Write out all the entries below without any change.

== Material for the task

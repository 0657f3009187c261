//! Greedy overflow classification.
//!
//! Items are packed left to right. The first item whose cumulative width
//! exceeds the available space starts the overflowed suffix; items are never
//! reordered. Space for the "More" toggle is reserved only when something
//! actually overflows, so a bar where everything fits uses the full width and
//! hides the toggle.

use std::ops::Range;

/// Result of one classification: items `[0, split)` stay inline, items
/// `[split, len)` move into the dropdown.
#[derive(Debug, Clone, Copy, PartialEq, Eq, Default)]
pub struct OverflowSplit {
    pub split: usize,
    pub len: usize,
}

impl OverflowSplit {
    /// Everything inline.
    pub fn all_visible(len: usize) -> Self {
        Self { split: len, len }
    }

    pub fn visible(&self) -> Range<usize> {
        0..self.split
    }

    pub fn overflowed(&self) -> Range<usize> {
        self.split..self.len
    }

    pub fn has_overflow(&self) -> bool {
        self.split < self.len
    }

    /// The toggle is shown exactly when the overflow set is non-empty.
    pub fn toggle_visible(&self) -> bool {
        self.has_overflow()
    }
}

/// Splits `widths` into a visible prefix and an overflowed suffix.
///
/// An item that exactly fills the remaining space stays visible. A single
/// item wider than the container overflows on its own rather than being
/// truncated inline.
pub fn classify_overflow(widths: &[u16], container_width: u16, reserved_control_width: u16) -> OverflowSplit {
    let len = widths.len();
    let total: u32 = widths.iter().map(|w| u32::from(*w)).sum();
    if total <= u32::from(container_width) {
        return OverflowSplit::all_visible(len);
    }

    let budget = u32::from(container_width.saturating_sub(reserved_control_width));
    let mut used = 0u32;
    for (index, width) in widths.iter().enumerate() {
        used += u32::from(*width);
        if used > budget {
            return OverflowSplit { split: index, len };
        }
    }
    // total > container >= budget, so the loop has already returned.
    OverflowSplit::all_visible(len)
}

#[cfg(test)]
mod tests {
    use super::*;
    use proptest::prelude::*;

    #[test]
    fn trailing_item_overflows_when_sum_exceeds_container() {
        let split = classify_overflow(&[50, 50, 50], 140, 0);
        assert_eq!(split.visible(), 0..2);
        assert_eq!(split.overflowed(), 2..3);
        assert!(split.toggle_visible());
    }

    #[test]
    fn single_item_wider_than_container_overflows() {
        let split = classify_overflow(&[200], 100, 0);
        assert_eq!(split.visible(), 0..0);
        assert_eq!(split.overflowed(), 0..1);
    }

    #[test]
    fn everything_fits_hides_toggle() {
        let split = classify_overflow(&[30, 30, 30, 30], 1000, 0);
        assert!(!split.has_overflow());
        assert!(!split.toggle_visible());
        assert_eq!(split.visible(), 0..4);
    }

    #[test]
    fn empty_list_has_no_overflow() {
        let split = classify_overflow(&[], 10, 4);
        assert_eq!(split, OverflowSplit { split: 0, len: 0 });
        assert!(!split.toggle_visible());
    }

    #[test]
    fn exact_fill_stays_visible() {
        // 40 + 40 + 20 == 100 - 0: fits without reserving the toggle.
        assert!(!classify_overflow(&[40, 40, 20], 100, 30).has_overflow());
        // Once overflow is needed the budget is 100 - 30 = 70; 30 + 40 == 70 stays.
        let split = classify_overflow(&[30, 40, 40], 100, 30);
        assert_eq!(split.split, 2);
    }

    #[test]
    fn reserved_width_only_applies_when_something_overflows() {
        // Full width fits: reserved control width is ignored.
        assert!(!classify_overflow(&[45, 45], 90, 20).has_overflow());
        // 91 cells needed: now reserve 20, leaving 70 for the inline prefix.
        assert_eq!(classify_overflow(&[45, 46], 90, 20).split, 1);
    }

    #[test]
    fn reserved_wider_than_container_overflows_everything_measurable() {
        let split = classify_overflow(&[0, 5, 5], 8, 12);
        assert_eq!(split.split, 1);
    }

    proptest! {
        #[test]
        fn overflow_is_a_contiguous_suffix(
            widths in proptest::collection::vec(0u16..200, 0..24),
            container in 0u16..2000,
            reserved in 0u16..60,
        ) {
            let split = classify_overflow(&widths, container, reserved);
            prop_assert!(split.split <= widths.len());
            prop_assert_eq!(split.len, widths.len());

            let prefix: u32 = widths[..split.split].iter().map(|w| u32::from(*w)).sum();
            if split.has_overflow() {
                let budget = u32::from(container.saturating_sub(reserved));
                prop_assert!(prefix <= budget);
                prop_assert!(prefix + u32::from(widths[split.split]) > budget);
            } else {
                prop_assert!(prefix <= u32::from(container));
            }
        }

        #[test]
        fn classification_is_idempotent(
            widths in proptest::collection::vec(0u16..200, 0..24),
            container in 0u16..2000,
            reserved in 0u16..60,
        ) {
            prop_assert_eq!(
                classify_overflow(&widths, container, reserved),
                classify_overflow(&widths, container, reserved)
            );
        }

        #[test]
        fn fitting_sum_never_overflows(
            widths in proptest::collection::vec(0u16..50, 0..16),
            reserved in 0u16..60,
        ) {
            let total: u32 = widths.iter().map(|w| u32::from(*w)).sum();
            let container = u16::try_from(total).unwrap_or(u16::MAX);
            prop_assert!(!classify_overflow(&widths, container, reserved).toggle_visible());
        }
    }
}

====

§ Your solution
repository 0657f3009187c261
//! Greedy overflow classification.
//!
//! Items are packed left to right. The first item whose cumulative width
//! exceeds the available space starts the overflowed suffix; items are never
//! reordered. Space for the "More" toggle is reserved only when something
//! actually overflows, so a bar where everything fits uses the full width and
//! hides the toggle.

use std::ops::Range;

/// Result of one classification: items `[0, split)` stay inline, items
/// `[split, len)` move into the dropdown.
#[derive(Debug, Clone, Copy, PartialEq, Eq, Default)]
pub struct OverflowSplit {
    pub split: usize,
    pub len: usize,
}

impl OverflowSplit {
    /// Everything inline.
    pub fn all_visible(len: usize) -> Self {
        Self { split: len, len }
    }

    pub fn visible(&self) -> Range<usize> {
        0..self.split
    }

    pub fn overflowed(&self) -> Range<usize> {
        self.split..self.len
    }

    pub fn has_overflow(&self) -> bool {
        self.split < self.len
    }

    /// The toggle is shown exactly when the overflow set is non-empty.
    pub fn toggle_visible(&self) -> bool {
        self.has_overflow()
    }
}

/// Splits `widths` into a visible prefix and an overflowed suffix.
///
/// An item that exactly fills the remaining space stays visible. A single
/// item wider than the container overflows on its own rather than being
/// truncated inline.
pub fn classify_overflow(widths: &[u16], container_width: u16, reserved_control_width: u16) -> OverflowSplit {
    let len = widths.len();
    let total: u32 = widths.iter().map(|w| u32::from(*w)).sum();
    if total <= u32::from(container_width) {
        return OverflowSplit::all_visible(len);
    }

    let budget = u32::from(container_width.saturating_sub(reserved_control_width));
    let mut used = 0u32;
    for (index, width) in widths.iter().enumerate() {
        used += u32::from(*width);
        if used > budget {
            return OverflowSplit { split: index, len };
        }
    }
    // total > container >= budget, so the loop has already returned.
    OverflowSplit::all_visible(len)
}

#[cfg(test)]
mod tests {
    use super::*;
    use proptest::prelude::*;

    #[test]
    fn trailing_item_overflows_when_sum_exceeds_container() {
        let split = classify_overflow(&[50, 50, 50], 140, 0);
        assert_eq!(split.visible(), 0..2);
        assert_eq!(split.overflowed(), 2..3);
        assert!(split.toggle_visible());
    }

    #[test]
    fn single_item_wider_than_container_overflows() {
        let split = classify_overflow(&[200], 100, 0);
        assert_eq!(split.visible(), 0..0);
        assert_eq!(split.overflowed(), 0..1);
    }

    #[test]
    fn everything_fits_hides_toggle() {
        let split = classify_overflow(&[30, 30, 30, 30], 1000, 0);
        assert!(!split.has_overflow());
        assert!(!split.toggle_visible());
        assert_eq!(split.visible(), 0..4);
    }

    #[test]
    fn empty_list_has_no_overflow() {
        let split = classify_overflow(&[], 10, 4);
        assert_eq!(split, OverflowSplit { split: 0, len: 0 });
        assert!(!split.toggle_visible());
    }

    #[test]
    fn exact_fill_stays_visible() {
        // 40 + 40 + 20 == 100 - 0: fits without reserving the toggle.
        assert!(!classify_overflow(&[40, 40, 20], 100, 30).has_overflow());
        // Once overflow is needed the budget is 100 - 30 = 70; 30 + 40 == 70 stays.
        let split = classify_overflow(&[30, 40, 40], 100, 30);
        assert_eq!(split.split, 2);
    }

    #[test]
    fn reserved_width_only_applies_when_something_overflows() {
        // Full width fits: reserved control width is ignored.
        assert!(!classify_overflow(&[45, 45], 90, 20).has_overflow());
        // 91 cells needed: now reserve 20, leaving 70 for the inline prefix.
        assert_eq!(classify_overflow(&[45, 46], 90, 20).split, 1);
    }

    #[test]
    fn reserved_wider_than_container_overflows_everything_measurable() {
        let split = classify_overflow(&[0, 5, 5], 8, 12);
        assert_eq!(split.split, 1);
    }

    proptest! {
        #[test]
        fn overflow_is_a_contiguous_suffix(
            widths in proptest::collection::vec(0u16..200, 0..24),
            container in 0u16..2000,
            reserved in 0u16..60,
        ) {
            let split = classify_overflow(&widths, container, reserved);
            prop_assert!(split.split <= widths.len());
            prop_assert_eq!(split.len, widths.len());

            let prefix: u32 = widths[..split.split].iter().map(|w| u32::from(*w)).sum();
            if split.has_overflow() {
                let budget = u32::from(container.saturating_sub(reserved));
                prop_assert!(prefix <= budget);
                prop_assert!(prefix + u32::from(widths[split.split]) > budget);
            } else {
                prop_assert!(prefix <= u32::from(container));
            }
        }

        #[test]
        fn classification_is_idempotent(
            widths in proptest::collection::vec(0u16..200, 0..24),
            container in 0u16..2000,
            reserved in 0u16..60,
        ) {
            prop_assert_eq!(
                classify_overflow(&widths, container, reserved),
                classify_overflow(&widths, container, reserved)
            );
        }

        #[test]
        fn fitting_sum_never_overflows(
            widths in proptest::collection::vec(0u16..50, 0..16),
            reserved in 0u16..60,
        ) {
            let total: u32 = widths.iter().map(|w| u32::from(*w)).sum();
            let container = u16::try_from(total).unwrap_or(u16::MAX);
            prop_assert!(!classify_overflow(&widths, container, reserved).toggle_visible());
        }
    }
}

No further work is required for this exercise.